The only thing more dispiriting was her certainty that I was incapable of getting into any kind of nonsense other than the swimming kind.
“Stop trying to get other people’s children killed.”
“Yes, Mummy.”
So, understand, I think of Tobago, if not my mother, as charming.
Until mere days ago, when the sea tried to kill me. No near-drowning, it just wanted to beat me as though I needed to learn a lesson. It was rough and the current was strong. I couldn’t get in more than three feet deep. I was tumbled and thrashed and dragged. Dragged along sand sharp like broken glass.
And for reasons best known to the sea, all I did was keep saying, “We have no quarrel. What’s wrong?”
Because the sea never does me wrong. Never. Sea is for healing. But the sea had it in for me that day.
The second attempt on my life was a sad garden-variety attempted fruiticide.
Mariam is very giving. She will share and then she will share some more. Even with her Floyd fears, she looks lovingly at the vine trailing all along the fence and gathers the bounty of the garden, which she presents to me.

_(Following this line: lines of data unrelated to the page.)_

impl Scheduler {
    pub fn new() -> Self {
        Self {
            frame_timer: 0.0,
            force_refresh: false,
            last_vis_time: 0.0,
            last_status_time: f64::NEG_INFINITY,
            rdftspeed: DEFAULT_RDFTSPEED,
            audio_channels: 2,
        }
    }

    pub fn with_rdftspeed(mut self, rdftspeed: Seconds) -> Self {
        self.rdftspeed = rdftspeed;
        self
    }

    /// Channel layout of the samples in the visualization ring.
    pub fn set_audio_channels(&mut self, channels: u16) {
        self.audio_channels = channels.max(1);
    }

    pub fn frame_timer(&self) -> Seconds {
        self.frame_timer
    }

    /// Redraw on the next tick even if no new picture is due.
    pub fn request_refresh(&mut self) {
        self.force_refresh = true;
    }

    pub fn needs_refresh(&self) -> bool {
        self.force_refresh
    }

    /// Pause or resume all clocks, carrying the frame timer across the pause.
    pub fn toggle_pause(&mut self, state: &SessionState) {
        self.toggle_pause_at(state, now());
    }

    pub fn toggle_pause_at(&mut self, state: &SessionState, time: Seconds) {
        let paused = state.is_paused();
        if paused {
            self.frame_timer += time - state.vidclk.last_updated();
            if !state.read_pause_unsupported() {
                state.vidclk.set_paused(false);
            }
            state
                .vidclk
                .set_at(state.vidclk.get_at(time), state.vidclk.serial(), time);
        }
        state
            .extclk
            .set_at(state.extclk.get_at(time), state.extclk.serial(), time);

        let paused = !paused;
        state.audclk.set_paused(paused);
        state.vidclk.set_paused(paused);
        state.extclk.set_paused(paused);
        state.set_paused(paused);
        tracing::debug!(paused, "pause toggled");
    }

    /// Show exactly one more picture, then pause again.
    pub fn step_to_next_frame(&mut self, state: &SessionState) {
        self.step_to_next_frame_at(state, now());
    }

    pub fn step_to_next_frame_at(&mut self, state: &SessionState, time: Seconds) {
        if state.is_paused() {
            self.toggle_pause_at(state, time);
        }
        state.set_stepping(true);
    }

    /// One controller tick: refresh unless nothing is shown or the picture is
    /// frozen. Returns the time the controller may sleep.
    pub fn tick(&mut self, state: &SessionState, sink: &mut dyn VideoSink) -> Seconds {
        self.tick_at(state, sink, now())
    }

    pub fn tick_at(&mut self, state: &SessionState, sink: &mut dyn VideoSink, time: Seconds) -> Seconds {
        if state.take_step_request() {
            self.step_to_next_frame_at(state, time);
        }
        if state.show_mode() != ShowMode::None && (!state.is_paused() || self.force_refresh) {
            self.refresh_at(state, sink, time)
        } else {
            REFRESH_RATE
        }
    }

    /// Run the refresh state machine at wall time `time`.
    pub fn refresh_at(&mut self, state: &SessionState, sink: &mut dyn VideoSink, time: Seconds) -> Seconds {
        let mut remaining = REFRESH_RATE;

        if !state.is_paused() && state.master_sync_type() == SyncMaster::External && state.is_realtime() {
            self.adjust_external_clock(state, time);
        }

        if state.show_mode() != ShowMode::Video && state.has_stream(MediaKind::Audio) {
            if self.force_refresh || self.last_vis_time + self.rdftspeed < time {
                self.display(state, sink);
                self.last_vis_time = time;
            }
            remaining = remaining.min(self.last_vis_time + self.rdftspeed - time);
        }

        if state.has_stream(MediaKind::Video) {
            loop {
                match self.decide(state, time) {
                    FrameDecision::StaleDiscard => {
                        state.pictq.next();
                    }
                    FrameDecision::Drop => {
                        state.count_late_drop();
                        tracing::trace!(frame_timer = self.frame_timer, "dropping late picture");
                        state.pictq.next();
                    }
                    FrameDecision::NotDue { remaining: wait } => {
                        remaining = remaining.min(wait);
                        break;
                    }
                    FrameDecision::NoFrame | FrameDecision::Hold => break,
                    FrameDecision::Display => {
                        self.expire_subtitles(state);
                        state.pictq.next();
                        self.force_refresh = true;
                        if state.is_stepping() && !state.is_paused() {
                            self.toggle_pause_at(state, time);
                        }
                        break;
                    }
                }
            }

            if self.force_refresh && state.show_mode() == ShowMode::Video && state.pictq.is_last_shown() {
                self.display(state, sink);
            }
        }
        self.force_refresh = false;

        if time - self.last_status_time >= STATUS_INTERVAL {
            self.log_status(state);
            self.last_status_time = time;
        }
        remaining
    }

    /// Examine the head of the picture queue. On a due picture this also
    /// advances the frame timer and the video clock.
    pub fn decide(&mut self, state: &SessionState, time: Seconds) -> FrameDecision {
        if state.pictq.nb_remaining() == 0 {
            return FrameDecision::NoFrame;
        }
        let (Some(lastvp), Some(vp)) = (state.pictq.peek_last(), state.pictq.peek()) else {
            return FrameDecision::NoFrame;
        };
        if vp.serial != state.videoq.serial() {
            return FrameDecision::StaleDiscard;
        }
        if lastvp.serial != vp.serial {
            self.frame_timer = time;
        }
        if state.is_paused() {
            return FrameDecision::Hold;
        }

        let max_frame_duration = state.max_frame_duration();
        let last_duration = frame_duration(&lastvp, &vp, max_frame_duration);
        let diff = if state.master_sync_type() == SyncMaster::Video {
            f64::NAN
        } else {
            state.vidclk.get_at(time) - state.master_clock_ref().get_at(time)
        };
        let delay = compute_target_delay(last_duration, diff, max_frame_duration);
        if !diff.is_nan() {
            tracing::trace!(diff, delay, last_duration, "video target delay");
        }

        if time < self.frame_timer + delay {
            return FrameDecision::NotDue {
                remaining: self.frame_timer + delay - time,
            };
        }

        self.frame_timer += delay;
        if delay > 0.0 && time - self.frame_timer > AV_SYNC_THRESHOLD_MAX {
            self.frame_timer = time;
        }

        if !vp.pts.is_nan() {
            update_video_clock(state, vp.pts, vp.serial, time);
        }

        if state.pictq.nb_remaining() > 1 {
            if let Some(nextvp) = state.pictq.peek_next() {
                let duration = frame_duration(&vp, &nextvp, max_frame_duration);
                if !state.is_stepping() && state.framedrop_enabled() && time > self.frame_timer + duration {
                    return FrameDecision::Drop;
                }
            }
        }
        FrameDecision::Display
    }

    fn adjust_external_clock(&self, state: &SessionState, time: Seconds) {
        let occupancy = Occupancy {
            video: state
                .has_stream(MediaKind::Video)
                .then(|| state.videoq.nb_packets()),
            audio: state
                .has_stream(MediaKind::Audio)
                .then(|| state.audioq.nb_packets()),
        };
        let current = state.extclk.speed();
        if let Some(speed) = external_clock_speed(current, occupancy, &state.config.external_clock) {
            if speed != current {
                state.extclk.set_speed_at(speed, time);
                tracing::trace!(speed, ?occupancy, "external clock speed");
            }
        }
    }

    /// Drop subtitles that ended or were superseded at the current video
    /// clock.
    fn expire_subtitles(&self, state: &SessionState) {
        if !state.has_stream(MediaKind::Subtitle) {
            return;
        }
        let video_pts = state.vidclk.pts();
        while state.subpq.nb_remaining() > 0 {
            let Some((serial, end)) = state
                .subpq
                .with_peek(|sp| (sp.serial, sp.pts + sp.payload.end_display_time as f64 / 1000.0))
            else {
                break;
            };
            let next_start = if state.subpq.nb_remaining() > 1 {
                state
                    .subpq
                    .with_peek_next(|sp| sp.pts + sp.payload.start_display_time as f64 / 1000.0)
            } else {
                None
            };

            let expired = serial != state.subtitleq.serial()
                || video_pts > end
                || next_start.is_some_and(|start| video_pts > start);
            if !expired {
                break;
            }
            state.subpq.next();
        }
    }

    fn display(&mut self, state: &SessionState, sink: &mut dyn VideoSink) {
        let result = if state.has_stream(MediaKind::Audio) && state.show_mode() != ShowMode::Video {
            self.display_waveform(state, sink)
        } else if state.has_stream(MediaKind::Video) {
            display_picture(state, sink)
        } else {
            Ok(())
        };
        if let Err(err) = result {
            tracing::warn!(error = %err, "display failed");
        }
    }

    fn display_waveform(&self, state: &SessionState, sink: &mut dyn VideoSink) -> Result<(), RenderError> {
        let (width, _) = sink.size();
        let count = width as usize * self.audio_channels as usize;
        let samples = state.samples.lock().latest(count);
        sink.display_waveform(&samples, self.audio_channels)
    }

    fn log_status(&self, state: &SessionState) {
        let status = state.status();
        tracing::debug!(
            master = status.master_clock,
            diff_kind = status.diff_kind,
            av_diff = status.av_diff,
            framedrops = status.frame_drops_early + status.frame_drops_late,
            aq_kb = status.audioq_bytes / 1024,
            vq_kb = status.videoq_bytes / 1024,
            sq_bytes = status.subtitleq_bytes,
            "status"
        );
    }
}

Death. Yellow and pink death.
My allergy to passion fruit is sure and quick. Just the scent of it triggers very bad things.
A small squeak escapes me and I flee. Does she harbour a secret longing for my demise?
In the end, it was a bluebird who would do me in. I found it trapped in the kitchen and opened a window for it. The bird didn’t realise I was opening the window and just then stuck his head between the two sliding frames. When I got it out, it was stunned and still for a long time.
As the bluebird of despair took its time recovering and Mariam researched what to do with a bird in shock, I staggered around clutching my chest, convinced this was my end. Poisoned by guilt.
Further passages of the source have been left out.